Background: Published data regarding associations between the -765G>C polymorphism in cyclooxygenase-2 (COX-2) gene and digestive system cancer risk have been inconclusive. The aim of this study was to comprehensively evaluate the genetic risk of the -765G>C polymorphism in the COX-2 gene for digestive system cancer. Materials and Methods: A search was performed in Pubmed, Medline (Ovid), Embase, CNKI, Weipu, Wanfang and CBM databases, covering all studies until Feb 10, 2014. Statistical analysis was performed using Revman5.2. Results: A total of 10,814 cases and 16,174 controls in 38 case-control studies were included in this meta-analysis.

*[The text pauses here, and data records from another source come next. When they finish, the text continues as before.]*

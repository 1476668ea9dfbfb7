use reqwest::multipart::Form;

use crate::common::{TestApp, bearer, jpeg_part, quote_form};

async fn submit_quote(app: &TestApp, email: &str, with_photo: bool) -> serde_json::Value {
    let mut form = quote_form(email, r#"["Esthétique","Mode"]"#);
    if with_photo {
        form = form.part("photo", jpeg_part());
    }

    let response = app
        .client
        .post(app.url("/api/quotes"))
        .multipart(form)
        .send()
        .await
        .unwrap();
    assert_eq!(response.status(), 201);

    let body: serde_json::Value = response.json().await.unwrap();
    body["quote"].clone()
}

#[tokio::test]
async fn test_submit_quote_records_pending_request() {
    let app = TestApp::spawn("test_submit_quote_records_pending").await;
    let email = app.email("quote");

    let quote = submit_quote(&app, &email, true).await;
    assert_eq!(quote["status"], "pending");
    assert_eq!(quote["services"], serde_json::json!(["Esthétique", "Mode"]));
    assert_eq!(quote["photos"].as_array().unwrap().len(), 1);
    assert_eq!(quote["budget"], "1500-3000");

    let uploads = app.media.uploads();
    assert_eq!(uploads.len(), 1);
    assert_eq!(uploads[0].1, "bambou/quotes");

    let sent = app.wait_for_emails(1).await;
    assert_eq!(sent.len(), 1);
    assert_eq!(sent[0].to, email);
}

#[tokio::test]
async fn test_quote_with_repeated_service_fields() {
    let app = TestApp::spawn("test_quote_with_repeated_services").await;

    let form = quote_form(&app.email("rep"), "Dentaire").text("services", "Cheveux");
    let response = app
        .client
        .post(app.url("/api/quotes"))
        .multipart(form)
        .send()
        .await
        .unwrap();
    assert_eq!(response.status(), 201);

    let body: serde_json::Value = response.json().await.unwrap();
    assert_eq!(body["quote"]["services"], serde_json::json!(["Dentaire", "Cheveux"]));
    assert!(body["quote"]["photos"].as_array().unwrap().is_empty());
}

#[tokio::test]
async fn test_quote_with_two_photos_is_rejected() {
    let app = TestApp::spawn("test_quote_with_two_photos").await;

    let form = quote_form(&app.email("twophotos"), "Mode")
        .part("photo", jpeg_part())
        .part("photo", jpeg_part());
    let response = app
        .client
        .post(app.url("/api/quotes"))
        .multipart(form)
        .send()
        .await
        .unwrap();
    assert_eq!(response.status(), 400);

    let body: serde_json::Value = response.json().await.unwrap();
    assert_eq!(body["code"], "VALIDATION_ERROR");
    assert!(body["fields"]["photo"].is_string());
    assert!(app.media.uploads().is_empty());
}

#[tokio::test]
async fn test_quote_with_overlong_phone_is_rejected() {
    let app = TestApp::spawn("test_quote_overlong_phone").await;

    let form = Form::new()
        .text("firstName", "Awa")
        .text("lastName", "Koné")
        .text("country", "Sénégal")
        .text("services", "Mode")
        .text("budget", "1500-3000")
        .text("phone", "1".repeat(60))
        .text("email", app.email("longphone"));
    let response = app
        .client
        .post(app.url("/api/quotes"))
        .multipart(form)
        .send()
        .await
        .unwrap();
    assert_eq!(response.status(), 400);

    let body: serde_json::Value = response.json().await.unwrap();
    assert_eq!(body["code"], "VALIDATION_ERROR");
    assert!(body["fields"]["phone"].is_string());
}

#[tokio::test]
async fn test_unknown_service_is_rejected() {
    let app = TestApp::spawn("test_unknown_service_is_rejected").await;

    let response = app
        .client
        .post(app.url("/api/quotes"))
        .multipart(quote_form(&app.email("bad"), r#"["Massage"]"#))
        .send()
        .await
        .unwrap();
    assert_eq!(response.status(), 400);

    let body: serde_json::Value = response.json().await.unwrap();
    assert_eq!(body["code"], "VALIDATION_ERROR");
    assert!(body["fields"]["services"].is_string());
    assert!(app.media.uploads().is_empty());
}

#[tokio::test]
async fn test_admin_lists_and_updates_quote_status() {
    let app = TestApp::spawn("test_admin_lists_and_updates_quote").await;
    let token = app.admin_token().await;
    let quote = submit_quote(&app, &app.email("status"), false).await;
    let id = quote["id"].as_str().unwrap();

    let response = app
        .client
        .patch(app.url(&format!("/api/quotes/{}/status", id)))
        .header("Authorization", bearer(&token))
        .json(&serde_json::json!({ "status": "contacted" }))
        .send()
        .await
        .unwrap();
    assert_eq!(response.status(), 200);
    let body: serde_json::Value = response.json().await.unwrap();
    assert_eq!(body["quote"]["status"], "contacted");

    let response = app
        .client
        .get(app.url(&format!("/api/quotes?status=contacted&search={}", app.tag)))
        .header("Authorization", bearer(&token))
        .send()
        .await
        .unwrap();
    assert_eq!(response.status(), 200);
    let body: serde_json::Value = response.json().await.unwrap();
    assert_eq!(body["quotes"].as_array().unwrap().len(), 1);
    assert_eq!(body["pagination"]["total"], 1);

    let response = app
        .client
        .patch(app.url(&format!("/api/quotes/{}/status", id)))
        .header("Authorization", bearer(&token))
        .json(&serde_json::json!({ "status": "closed" }))
        .send()
        .await
        .unwrap();
    assert_eq!(response.status(), 400);
}

#[tokio::test]
async fn test_quote_listing_requires_admin() {
    let app = TestApp::spawn("test_quote_listing_requires_admin").await;

    let response = app.client.get(app.url("/api/quotes")).send().await.unwrap();
    assert_eq!(response.status(), 401);
}

#[tokio::test]
async fn test_delete_quote_releases_photos() {
    let app = TestApp::spawn("test_delete_quote_releases_photos").await;
    let token = app.admin_token().await;
    let quote = submit_quote(&app, &app.email("del"), true).await;
    let id = quote["id"].as_str().unwrap();
    let storage_id = quote["photos"][0]["storageId"].as_str().unwrap().to_string();

    let response = app
        .client
        .delete(app.url(&format!("/api/quotes/{}", id)))
        .header("Authorization", bearer(&token))
        .send()
        .await
        .unwrap();
    assert_eq!(response.status(), 200);
    assert_eq!(app.media.deletes(), vec![storage_id]);

    let response = app
        .client
        .get(app.url(&format!("/api/quotes/{}", id)))
        .header("Authorization", bearer(&token))
        .send()
        .await
        .unwrap();
    assert_eq!(response.status(), 404);
}
use uuid::Uuid;

use crate::{
    DbConn,
    error::{Error, Result},
    models::admins::{Admin, AdminRole, NewAdmin},
    queries::is_unique_violation,
};

const ADMIN_COLUMNS: &str =
    "id, email, password_hash, name, role, last_login_at, created_at, updated_at";

/// Creates a new administrator.
pub async fn create_admin(conn: &mut DbConn, new_admin: NewAdmin) -> Result<Admin> {
    let admin = sqlx::query_as::<_, Admin>(&format!(
        r#"
        INSERT INTO admins (id, email, password_hash, name, role)
        VALUES ($1, $2, $3, $4, $5)
        RETURNING {ADMIN_COLUMNS}
        "#
    ))
    .bind(Uuid::now_v7())
    .bind(&new_admin.email)
    .bind(&new_admin.password_hash)
    .bind(&new_admin.name)
    .bind(new_admin.role.to_string())
    .fetch_one(conn)
    .await
    .map_err(|e| {
        if is_unique_violation(&e) {
            Error::Conflict(format!("Admin {} already exists", new_admin.email))
        } else {
            Error::Sqlx(e)
        }
    })?;

    Ok(admin)
}

/// Gets an administrator by id. The admin may not exist.
pub async fn get_admin_by_id(conn: &mut DbConn, id: Uuid) -> Result<Option<Admin>> {
    let admin = sqlx::query_as::<_, Admin>(&format!(
        "SELECT {ADMIN_COLUMNS} FROM admins WHERE id = $1"
    ))
    .bind(id)
    .fetch_optional(conn)
    .await?;

    Ok(admin)
}

/// Gets an administrator by normalized email. The admin may not exist.
pub async fn get_admin_by_email(conn: &mut DbConn, email: &str) -> Result<Option<Admin>> {
    let admin = sqlx::query_as::<_, Admin>(&format!(
        "SELECT {ADMIN_COLUMNS} FROM admins WHERE email = $1"
    ))
    .bind(email)
    .fetch_optional(conn)
    .await?;

    Ok(admin)
}

/// Replaces an administrator's password hash and returns the refreshed row.
pub async fn update_admin_password(conn: &mut DbConn, id: Uuid, password_hash: &str) -> Result<Admin> {
    let admin = sqlx::query_as::<_, Admin>(&format!(
        r#"
        UPDATE admins
        SET password_hash = $1, updated_at = now()
        WHERE id = $2
        RETURNING {ADMIN_COLUMNS}
        "#
    ))
    .bind(password_hash)
    .bind(id)
    .fetch_optional(conn)
    .await?
    .ok_or_else(|| Error::NotFound(format!("Admin with ID {} not found", id)))?;

    Ok(admin)
}

/// Changes an administrator's role and returns the refreshed row.
pub async fn update_admin_role(conn: &mut DbConn, id: Uuid, role: AdminRole) -> Result<Admin> {
    let admin = sqlx::query_as::<_, Admin>(&format!(
        r#"
        UPDATE admins
        SET role = $1, updated_at = now()
        WHERE id = $2
        RETURNING {ADMIN_COLUMNS}
        "#
    ))
    .bind(role.to_string())
    .bind(id)
    .fetch_optional(conn)
    .await?
    .ok_or_else(|| Error::NotFound(format!("Admin with ID {} not found", id)))?;

    Ok(admin)
}

/// Stamps the last successful login and returns the refreshed row.
pub async fn touch_last_login(conn: &mut DbConn, id: Uuid) -> Result<Admin> {
    let admin = sqlx::query_as::<_, Admin>(&format!(
        r#"
        UPDATE admins
        SET last_login_at = now(), updated_at = now()
        WHERE id = $1
        RETURNING {ADMIN_COLUMNS}
        "#
    ))
    .bind(id)
    .fetch_optional(conn)
    .await?
    .ok_or_else(|| Error::NotFound(format!("Admin with ID {} not found", id)))?;

    Ok(admin)
}
pub mod database;

pub use helpers::{
    bearer, create_partner, jpeg_part, participant_form, quote_form, submit_participant,
};
pub use test_app::{ADMIN_PASSWORD, TEST_JWT_SECRET, TestApp};
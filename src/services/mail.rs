//! Transactional email adapter.
//!
//! Templates are rendered to [`OutgoingEmail`] values and handed to a
//! [`Mailer`]. The production mailer talks to the Brevo HTTP API.

use std::{sync::Arc, time::Duration};

use async_trait::async_trait;
use chrono::{DateTime, Datelike, Utc};
use secrecy::{ExposeSecret, SecretString};
use serde::Serialize;

use crate::{
    config::MailConfig,
    error::{Error, Result},
};

/// A rendered message ready to be sent.
#[derive(Debug, Clone, PartialEq)]
pub struct OutgoingEmail {
    pub to: String,
    pub subject: String,
    pub html: String,
}

/// Summary of a new participant for the admin alert.
#[derive(Debug, Clone, PartialEq)]
pub struct ParticipantSummary {
    pub first_name: String,
    pub last_name: String,
    pub email: String,
    pub phone: Option<String>,
    pub submitted_at: DateTime<Utc>,
}

#[async_trait]
pub trait Mailer: Send + Sync {
    async fn send(&self, email: &OutgoingEmail) -> Result<()>;
}

pub type SharedMailer = Arc<dyn Mailer>;

#[derive(Serialize)]
struct Contact<'a> {
    email: &'a str,
    #[serde(skip_serializing_if = "Option::is_none")]
    name: Option<&'a str>,
}

#[derive(Serialize)]
#[serde(rename_all = "camelCase")]
struct SendEmailRequest<'a> {
    sender: Contact<'a>,
    to: Vec<Contact<'a>>,
    subject: &'a str,
    html_content: &'a str,
}

/// [`Mailer`] backed by the Brevo transactional email API.
pub struct BrevoMailer {
    client: reqwest::Client,
    base_url: String,
    api_key: SecretString,
    from_email: String,
    from_name: String,
}

impl BrevoMailer {
    pub fn new(config: &MailConfig, timeout: Duration) -> Result<Self> {
        let client = reqwest::Client::builder()
            .timeout(timeout)
            .build()
            .map_err(|e| Error::Internal(format!("Failed to build mail client: {}", e)))?;

        Ok(Self {
            client,
            base_url: config.base_url.trim_end_matches('/').to_string(),
            api_key: config.api_key.clone(),
            from_email: config.from_email.clone(),
            from_name: config.from_name.clone(),
        })
    }
}

#[async_trait]
impl Mailer for BrevoMailer {
    async fn send(&self, email: &OutgoingEmail) -> Result<()> {
        let request = SendEmailRequest {
            sender: Contact {
                email: &self.from_email,
                name: Some(&self.from_name),
            },
            to: vec![Contact {
                email: &email.to,
                name: None,
            }],
            subject: &email.subject,
            html_content: &email.html,
        };

        let response = self
            .client
            .post(format!("{}/smtp/email", self.base_url))
            .header("api-key", self.api_key.expose_secret())
            .header("accept", "application/json")
            .json(&request)
            .send()
            .await
            .map_err(|e| Error::Mail(format!("Mail request failed: {}", e)))?;

        let status = response.status();
        if !status.is_success() {
            let body = response.text().await.unwrap_or_default();
            return Err(Error::Mail(format!("Mail provider returned {}: {}", status, body)));
        }

        tracing::info!(to = %email.to, subject = %email.subject, "Email sent");
        Ok(())
    }
}

/// Escapes the characters that would let user input alter the markup.
fn escape_html(input: &str) -> String {
    let mut escaped = String::with_capacity(input.len());
    for c in input.chars() {
        match c {
            '&' => escaped.push_str("&amp;"),
            '<' => escaped.push_str("&lt;"),
            '>' => escaped.push_str("&gt;"),
            '"' => escaped.push_str("&quot;"),
            '\'' => escaped.push_str("&#39;"),
            _ => escaped.push(c),
        }
    }
    escaped
}

fn branded_layout(brand: &str, body: &str) -> String {
    format!(
        r#"<html>
<body style="font-family:Arial;background:#f7f3ed;margin:0;padding:0;">
  <div style="max-width:600px;margin:auto;background:#fff;border-radius:10px;overflow:hidden;">
    <div style="background:#1F4D3E;color:#fff;padding:25px;text-align:center;">
      <h2 style="margin:0;">{brand}</h2>
    </div>
    <div style="padding:25px;color:#333;">
{body}
    </div>
    <div style="background:#eee;text-align:center;padding:15px;font-size:13px;color:#666;">
      &copy; {year} {brand}
    </div>
  </div>
</body>
</html>"#,
        brand = brand,
        body = body,
        year = Utc::now().year(),
    )
}

/// Participation received.
pub fn confirmation_email(to: &str, first_name: &str, last_name: &str) -> OutgoingEmail {
    let body = format!(
        "      <h3>Bonjour {} {}</h3>\n      \
         <p>Merci pour votre participation ! Nous avons bien reçu votre inscription.</p>\n      \
         <p>Nous vous contacterons bientôt.</p>\n      \
         <p style=\"margin-top:30px;\">Cordialement,<br>L'équipe Bambou</p>",
        escape_html(first_name),
        escape_html(last_name),
    );

    OutgoingEmail {
        to: to.to_string(),
        subject: "Merci pour votre participation".to_string(),
        html: branded_layout("Bambou Glow Up", &body),
    }
}

/// Quote request received.
pub fn quote_acknowledgement_email(to: &str, first_name: &str, last_name: &str) -> OutgoingEmail {
    let body = format!(
        "      <h3>Bonjour {} {},</h3>\n      \
         <p>Nous avons bien reçu votre demande de devis.</p>\n      \
         <p>Notre équipe vous répondra très prochainement avec une offre personnalisée.</p>\n      \
         <p style=\"margin-top:30px;\">Merci pour votre confiance<br>L'équipe Bambou</p>",
        escape_html(first_name),
        escape_html(last_name),
    );

    OutgoingEmail {
        to: to.to_string(),
        subject: "Votre demande de devis est bien reçue".to_string(),
        html: branded_layout("Bambou Esthétique", &body),
    }
}

/// New participation alert for the admin mailbox.
pub fn admin_notification_email(admin_email: &str, participant: &ParticipantSummary) -> OutgoingEmail {
    let phone = participant
        .phone
        .as_deref()
        .filter(|p| !p.trim().is_empty())
        .map(escape_html)
        .unwrap_or_else(|| "Non renseigné".to_string());

    let html = format!(
        r#"<html>
<body style="font-family:Arial;background:#fff;">
  <div style="max-width:600px;margin:auto;padding:20px;">
    <h2 style="background:#1F4D3E;color:#fff;padding:15px;text-align:center;">Nouvelle Participation</h2>
    <p><strong>Nom :</strong> {first} {last}</p>
    <p><strong>Email :</strong> {email}</p>
    <p><strong>Téléphone :</strong> {phone}</p>
    <p><strong>Date :</strong> {date}</p>
  </div>
</body>
</html>"#,
        first = escape_html(&participant.first_name),
        last = escape_html(&participant.last_name),
        email = escape_html(&participant.email),
        phone = phone,
        date = participant.submitted_at.format("%d/%m/%Y %H:%M:%S"),
    );

    OutgoingEmail {
        to: admin_email.to_string(),
        subject: format!(
            "Nouvelle participation - {} {}",
            participant.first_name, participant.last_name
        ),
        html,
    }
}
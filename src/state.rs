use crate::{
    config::JwtConfig,
    database::DbPool,
    services::{media::SharedMediaStore, notifications::NotificationQueue},
};

/// Application state shared across all HTTP handlers
///
/// Every client is built once in `main` and injected here; nothing in the
/// state is mutated after construction.
#[derive(Clone)]
pub struct AppState {
    /// Database connection pool for accessing the database
    pub pool: DbPool,
    /// Token signing settings
    pub jwt: JwtConfig,
    /// Image storage adapter
    pub media: SharedMediaStore,
    /// Sending half of the notification queue drained by the dispatch worker
    pub notifier: NotificationQueue,
}

impl AppState {
    /// Create a new AppState instance
    pub fn new(
        pool: DbPool,
        jwt: JwtConfig,
        media: SharedMediaStore,
        notifier: NotificationQueue,
    ) -> Self {
        Self {
            pool,
            jwt,
            media,
            notifier,
        }
    }
}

The results indicated that C allele carriers (GC+CC) had a 20% increased risk of digestive system cancer when compared with the homozygote GG (odds ratio (OR)=1.20, 95% confidence interval (CI), 1.00-1.44 for GC+CC vs GG). In the subgroup analysis by ethnicity, significant elevated risks were associated with C allele carriers (GC+CC) in Asians (OR = 1.46, 95% CI=1.07-2.01, and p=0.02) and Africans (OR=2.12, 95% CI=1.57-2.87, and p< 0.00001), but not among Caucasians, Americans and mixed groups. For subgroup analysis by cancer type (GC+CC vs GG), significant associations were found between the -765G>C polymorphism and higher risk for gastric cancer (OR=1.64, 95% CI=1.03-2.61, and p=0.04), but not for colorectal cancer, oral cancer, esophageal cancer, and others. Regarding study design (GC+CC vs GG), no significant associations were found in then population-based case-control (PCC), hospital-based case-control (HCC) and family-based case-control (FCC) studies. Conclusions: This meta-analysis suggested that the -765G>C polymorphism of the COX-2 gene is a potential risk factor for digestive system cancer in Asians and Africans and gastric cancer overall.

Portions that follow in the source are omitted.